VATICAN CITY – United Nations Secretary-General Ban Ki-Moon had an audience with Pope Francis in the Apostolic Palace on Tuesday, Vatican officials said. Both men have, this week, said that EU member states and the wider world must act to help Italy with the migrant crisis.
As two of the world’s strongest figureheads for peace, the UN Secretary-General and the Pope have both voiced their concerns in recent days over the deepening migration issue affecting the Mediterranean. After a visit on Monday to an Italian naval ship, charged with helping to reduce the number of migrant deaths, Ban underlined the need for co-operation, saying Italy can not act alone.

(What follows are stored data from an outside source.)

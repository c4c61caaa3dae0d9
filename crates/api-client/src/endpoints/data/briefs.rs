//! Buyer briefs, supplier responses to them and contract awards

use super::DataApiClient;
use dm_api_core::envelope::Envelope;
use dm_api_core::error::ApiResult;
use dm_api_core::request::QueryParams;
use serde_json::Value;

/// Filters for [`DataApiClient::find_briefs`]
#[derive(Debug, Clone, Default)]
pub struct FindBriefs {
    /// Only briefs owned by this user
    pub user_id: Option<u64>,
    /// Comma-separated statuses
    pub status: Option<String>,
    /// Framework slug
    pub framework: Option<String>,
    /// Lot slug
    pub lot: Option<String>,
    /// Page number, starting at 1
    pub page: Option<u32>,
    /// Render dates and labels for people rather than machines
    pub human: Option<bool>,
    /// Embed the brief owners
    pub with_users: Option<bool>,
    /// Embed clarification questions
    pub with_clarification_questions: Option<bool>,
    /// Closed on this date
    pub closed_on: Option<String>,
    /// Withdrawn on this date
    pub withdrawn_on: Option<String>,
    /// Cancelled on this date
    pub cancelled_on: Option<String>,
    /// Marked unsuccessful on this date
    pub unsuccessful_on: Option<String>,
    /// Extra date bounds passed through verbatim, e.g. `("closed_after", "2017-10-20")`
    pub status_date_filters: Vec<(String, String)>,
}

impl FindBriefs {
    fn query(&self) -> QueryParams {
        let mut query = QueryParams::new()
            .opt("user_id", self.user_id)
            .opt("status", self.status.as_deref())
            .opt("framework", self.framework.as_deref())
            .opt("lot", self.lot.as_deref())
            .opt("page", self.page)
            .flag("human", self.human)
            .title_flag("with_users", self.with_users)
            .title_flag("with_clarification_questions", self.with_clarification_questions)
            .opt("closed_on", self.closed_on.as_deref())
            .opt("withdrawn_on", self.withdrawn_on.as_deref())
            .opt("cancelled_on", self.cancelled_on.as_deref())
            .opt("unsuccessful_on", self.unsuccessful_on.as_deref());
        for (key, value) in &self.status_date_filters {
            query.set(key.as_str(), value);
        }
        query
    }
}

/// Filters for [`DataApiClient::find_brief_responses`]
#[derive(Debug, Clone, Default)]
pub struct FindBriefResponses {
    /// Brief the responses answer
    pub brief_id: Option<u64>,
    /// Supplier id
    pub supplier_id: Option<u64>,
    /// Status to match
    pub status: Option<String>,
    /// Framework slug
    pub framework: Option<String>,
    /// Award date
    pub awarded_at: Option<String>,
    /// Include the full response answers
    pub with_data: Option<bool>,
    /// Page number, starting at 1
    pub page: Option<u32>,
}

impl FindBriefResponses {
    fn query(&self) -> QueryParams {
        QueryParams::new()
            .opt("brief_id", self.brief_id)
            .opt("supplier_id", self.supplier_id)
            .opt("status", self.status.as_deref())
            .opt("framework", self.framework.as_deref())
            .opt("awarded_at", self.awarded_at.as_deref())
            .flag("with-data", self.with_data)
            .opt("page", self.page)
    }
}

impl DataApiClient {
    /// POST /briefs
    pub fn create_brief(
        &self,
        framework_slug: &str,
        lot_slug: &str,
        user_id: u64,
        data: Value,
        user: Option<&str>,
        page_questions: Option<Vec<String>>,
    ) -> ApiResult<Value> {
        let brief = Envelope::flatten(data)
            .with("frameworkSlug", framework_slug)
            .with("lot", lot_slug)
            .with("userId", user_id);
        let body = Envelope::wrap("briefs", brief)
            .with("page_questions", page_questions.unwrap_or_default())
            .updated_by(self.user(user)?);
        self.client.post("/briefs", body)
    }

    /// POST /briefs/{id}/copy
    pub fn copy_brief(&self, brief_id: u64, user: Option<&str>) -> ApiResult<Value> {
        self.brief_action(brief_id, "copy", user)
    }

    /// POST /briefs/{id}
    pub fn update_brief(
        &self,
        brief_id: u64,
        brief: Value,
        user: Option<&str>,
        page_questions: Option<Vec<String>>,
    ) -> ApiResult<Value> {
        let body = Envelope::wrap("briefs", brief)
            .with("page_questions", page_questions.unwrap_or_default())
            .updated_by(self.user(user)?);
        self.client.post(&format!("/briefs/{brief_id}"), body)
    }

    /// Award a brief to one of its responses
    ///
    /// POST /briefs/{id}/award
    pub fn update_brief_award_brief_response(
        &self,
        brief_id: u64,
        brief_response_id: u64,
        user: Option<&str>,
    ) -> ApiResult<Value> {
        let body = Envelope::new()
            .with("briefResponseId", brief_response_id)
            .updated_by(self.user(user)?);
        self.client.post(&format!("/briefs/{brief_id}/award"), body)
    }

    /// POST /briefs/{id}/award/{response}/contract-details
    pub fn update_brief_award_details(
        &self,
        brief_id: u64,
        brief_response_id: u64,
        award_details: Value,
        user: Option<&str>,
    ) -> ApiResult<Value> {
        let body = Envelope::wrap("awardDetails", award_details).updated_by(self.user(user)?);
        self.client.post(
            &format!("/briefs/{brief_id}/award/{brief_response_id}/contract-details"),
            body,
        )
    }

    /// DELETE /briefs/{id}/award/{response}/contract-details
    pub fn unaward_brief_response(
        &self,
        brief_id: u64,
        brief_response_id: u64,
        user: Option<&str>,
    ) -> ApiResult<Value> {
        let body = Envelope::new().updated_by(self.user(user)?);
        self.client.delete(
            &format!("/briefs/{brief_id}/award/{brief_response_id}/contract-details"),
            Some(body.into()),
        )
    }

    /// POST /briefs/{id}/publish
    pub fn publish_brief(&self, brief_id: u64, user: Option<&str>) -> ApiResult<Value> {
        self.brief_action(brief_id, "publish", user)
    }

    /// POST /briefs/{id}/cancel
    pub fn cancel_brief(&self, brief_id: u64, user: Option<&str>) -> ApiResult<Value> {
        self.brief_action(brief_id, "cancel", user)
    }

    /// POST /briefs/{id}/withdraw
    pub fn withdraw_brief(&self, brief_id: u64, user: Option<&str>) -> ApiResult<Value> {
        self.brief_action(brief_id, "withdraw", user)
    }

    /// POST /briefs/{id}/unsuccessful
    pub fn update_brief_as_unsuccessful(
        &self,
        brief_id: u64,
        user: Option<&str>,
    ) -> ApiResult<Value> {
        self.brief_action(brief_id, "unsuccessful", user)
    }

    /// DELETE /briefs/{id}
    pub fn delete_brief(&self, brief_id: u64, user: Option<&str>) -> ApiResult<Value> {
        let body = Envelope::new().updated_by(self.user(user)?);
        self.client
            .delete(&format!("/briefs/{brief_id}"), Some(body.into()))
    }

    /// GET /briefs/{id}
    pub fn get_brief(&self, brief_id: u64) -> ApiResult<Value> {
        self.client.get(&format!("/briefs/{brief_id}"))
    }

    /// GET /briefs
    pub fn find_briefs(&self, filters: FindBriefs) -> ApiResult<Value> {
        self.client.get_with("/briefs", filters.query())
    }

    /// Every brief matching `filters`, across pages
    pub fn find_briefs_iter(
        &self,
        filters: FindBriefs,
    ) -> impl Iterator<Item = ApiResult<Value>> + '_ {
        self.client.pages("briefs", "/briefs", filters.query())
    }

    /// Whether any of the supplier's services qualify it to respond to a brief
    pub fn is_supplier_eligible_for_brief(&self, supplier_id: u64, brief_id: u64) -> ApiResult<bool> {
        let response = self.client.get_with(
            &format!("/briefs/{brief_id}/services"),
            QueryParams::new().with("supplier_id", supplier_id),
        )?;
        Ok(response["services"]
            .as_array()
            .is_some_and(|services| !services.is_empty()))
    }

    /// POST /briefs/{id}/clarification-questions
    pub fn add_brief_clarification_question(
        &self,
        brief_id: u64,
        question: &str,
        answer: &str,
        user: Option<&str>,
    ) -> ApiResult<Value> {
        let clarification = Envelope::new()
            .with("question", question)
            .with("answer", answer);
        let body = Envelope::wrap("clarificationQuestion", clarification)
            .updated_by(self.user(user)?);
        self.client.post(
            &format!("/briefs/{brief_id}/clarification-questions"),
            body,
        )
    }

    /// POST /brief-responses
    pub fn create_brief_response(
        &self,
        brief_id: u64,
        supplier_id: u64,
        data: Value,
        user: Option<&str>,
        page_questions: Option<Vec<String>>,
    ) -> ApiResult<Value> {
        let response = Envelope::flatten(data)
            .with("briefId", brief_id)
            .with("supplierId", supplier_id);
        let body = Envelope::wrap("briefResponses", response)
            .with("page_questions", page_questions.unwrap_or_default())
            .updated_by(self.user(user)?);
        self.client.post("/brief-responses", body)
    }

    /// POST /brief-responses/{id}
    pub fn update_brief_response(
        &self,
        brief_response_id: u64,
        data: Value,
        user: Option<&str>,
        page_questions: Option<Vec<String>>,
    ) -> ApiResult<Value> {
        let body = Envelope::wrap("briefResponses", data)
            .with("page_questions", page_questions.unwrap_or_default())
            .updated_by(self.user(user)?);
        self.client
            .post(&format!("/brief-responses/{brief_response_id}"), body)
    }

    /// POST /brief-responses/{id}/submit
    pub fn submit_brief_response(
        &self,
        brief_response_id: u64,
        user: Option<&str>,
    ) -> ApiResult<Value> {
        let body = Envelope::new().updated_by(self.user(user)?);
        self.client
            .post(&format!("/brief-responses/{brief_response_id}/submit"), body)
    }

    /// GET /brief-responses/{id}
    pub fn get_brief_response(&self, brief_response_id: u64) -> ApiResult<Value> {
        self.client
            .get(&format!("/brief-responses/{brief_response_id}"))
    }

    /// GET /brief-responses
    pub fn find_brief_responses(&self, filters: FindBriefResponses) -> ApiResult<Value> {
        self.client.get_with("/brief-responses", filters.query())
    }

    /// Every brief response matching `filters`, across pages
    pub fn find_brief_responses_iter(
        &self,
        filters: FindBriefResponses,
    ) -> impl Iterator<Item = ApiResult<Value>> + '_ {
        self.client
            .pages("briefResponses", "/brief-responses", filters.query())
    }

    fn brief_action(&self, brief_id: u64, action: &str, user: Option<&str>) -> ApiResult<Value> {
        let body = Envelope::new().updated_by(self.user(user)?);
        self.client
            .post(&format!("/briefs/{brief_id}/{action}"), body)
    }
}
//! Client configuration
//!
//! A [`ClientConfig`] is owned by exactly one façade. Hosts either build it
//! directly or leave the URL and credential empty and bind them later from a
//! [`ConfigSource`] through the façade's `init_app`.

mod loader;
mod source;

pub use loader::FileConfig;
pub use source::{parse_key_values, ConfigSource, EnvConfig};

use crate::error::{ApiError, ApiResult};
use serde::{Deserialize, Serialize};
use std::fmt;
use std::time::Duration;

/// Default connect timeout in seconds
pub const DEFAULT_CONNECT_TIMEOUT_SECS: u64 = 15;

/// Default read timeout in seconds
pub const DEFAULT_READ_TIMEOUT_SECS: u64 = 45;

/// Connect and read timeouts applied to every request
#[derive(Debug, Clone, Copy, PartialEq, Eq, Serialize, Deserialize)]
pub struct Timeout {
    /// Time allowed to establish the connection
    #[serde(with = "secs_serde")]
    pub connect: Duration,
    /// Time allowed for the whole exchange once connected
    #[serde(with = "secs_serde")]
    pub read: Duration,
}

impl Default for Timeout {
    fn default() -> Self {
        Self {
            connect: Duration::from_secs(DEFAULT_CONNECT_TIMEOUT_SECS),
            read: Duration::from_secs(DEFAULT_READ_TIMEOUT_SECS),
        }
    }
}

impl Timeout {
    /// Create a timeout pair
    #[must_use]
    pub fn new(connect: Duration, read: Duration) -> Self {
        Self { connect, read }
    }
}

mod secs_serde {
    use serde::{Deserialize, Deserializer, Serialize, Serializer};
    use std::time::Duration;

    pub fn serialize<S: Serializer>(duration: &Duration, serializer: S) -> Result<S::Ok, S::Error> {
        duration.as_secs().serialize(serializer)
    }

    pub fn deserialize<'de, D: Deserializer<'de>>(deserializer: D) -> Result<Duration, D::Error> {
        let secs = u64::deserialize(deserializer)?;
        Ok(Duration::from_secs(secs))
    }
}

fn default_enabled() -> bool {
    true
}

/// Configuration for a single API client
#[derive(Clone, Serialize, Deserialize)]
pub struct ClientConfig {
    /// Base URL of the API
    #[serde(default)]
    pub base_url: Option<String>,
    /// Auth token or API key; never serialized
    #[serde(default, skip_serializing)]
    pub credential: Option<String>,
    /// When false every operation is a no-op that makes no request
    #[serde(default = "default_enabled")]
    pub enabled: bool,
    /// Request timeouts
    #[serde(default)]
    pub timeout: Timeout,
    /// Default `updated_by` attribution for mutating calls
    #[serde(default)]
    pub user: Option<String>,
}

impl Default for ClientConfig {
    fn default() -> Self {
        Self {
            base_url: None,
            credential: None,
            enabled: true,
            timeout: Timeout::default(),
            user: None,
        }
    }
}

impl fmt::Debug for ClientConfig {
    fn fmt(&self, f: &mut fmt::Formatter<'_>) -> fmt::Result {
        f.debug_struct("ClientConfig")
            .field("base_url", &self.base_url)
            .field("credential", &self.credential.as_ref().map(|_| "<redacted>"))
            .field("enabled", &self.enabled)
            .field("timeout", &self.timeout)
            .field("user", &self.user)
            .finish()
    }
}

impl ClientConfig {
    /// Create an enabled configuration for a base URL and credential
    #[must_use]
    pub fn new(base_url: impl Into<String>, credential: impl Into<String>) -> Self {
        Self {
            base_url: Some(base_url.into()),
            credential: Some(credential.into()),
            ..Self::default()
        }
    }

    /// Create a disabled configuration; the client will never make requests
    #[must_use]
    pub fn disabled() -> Self {
        Self {
            enabled: false,
            ..Self::default()
        }
    }

    /// Builder-style method to set base URL
    #[must_use]
    pub fn with_base_url(mut self, url: impl Into<String>) -> Self {
        self.base_url = Some(url.into());
        self
    }

    /// Builder-style method to set the credential
    #[must_use]
    pub fn with_credential(mut self, credential: impl Into<String>) -> Self {
        self.credential = Some(credential.into());
        self
    }

    /// Builder-style method to set the default `updated_by` user
    #[must_use]
    pub fn with_user(mut self, user: impl Into<String>) -> Self {
        self.user = Some(user.into());
        self
    }

    /// Builder-style method to set timeouts
    #[must_use]
    pub fn with_timeout(mut self, timeout: Timeout) -> Self {
        self.timeout = timeout;
        self
    }

    /// Builder-style method to enable or disable the client
    #[must_use]
    pub fn with_enabled(mut self, enabled: bool) -> Self {
        self.enabled = enabled;
        self
    }

    /// Validate the configuration
    ///
    /// A missing base URL is allowed: it may be bound later by `init_app`.
    pub fn validate(&self) -> ApiResult<()> {
        if let Some(url) = &self.base_url {
            if url.is_empty() {
                return Err(ApiError::config("base_url cannot be empty"));
            }
            if !url.starts_with("http://") && !url.starts_with("https://") {
                return Err(ApiError::config("base_url must start with http:// or https://"));
            }
        }

        if self.timeout.connect.is_zero() || self.timeout.read.is_zero() {
            return Err(ApiError::config("timeouts cannot be zero"));
        }

        Ok(())
    }
}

“First of all, we have to stop and prevent human trafficking. This is criminal,” said the Secretary General. “I know it is a huge challenge for the Italian Government and, in a broader sense, European governments. Not a single country – like Italy – can bear all this responsibility.”
The words echoed earlier comments made by the pontiff who has called on the international community to act over the rapidly rising death toll in the Mediterranean.
"It's evident that the proportions of the phenomenon require a much wider involvement,” said Francis. "We must never tire of appealing for a more extensive commitment on the European and international level.”
Following his visit to Sicily on Monday with Prime Minister Matteo Renzi, Ban Ki-Moon met the Pope on Tuesday, ahead of a conference, organised by the Pontifical Academy of Social Sciences, to be held between May 2 and 6. The organisation is hosting the workshop to highlight the inequality of development and the environmental concerns that it raises and the UN Secretary General will take part in the event.
“Our idea is not to catalogue environmental problems,” said a statement on its website. “We propose instead to view Humanity's interchanges with Nature through a triplet of fundamental, but inter-related Human needs – Food, Health, and Energy – and ask our respective Academies to work together to invite experts to reveal constraints on Nature's ability to meet them.”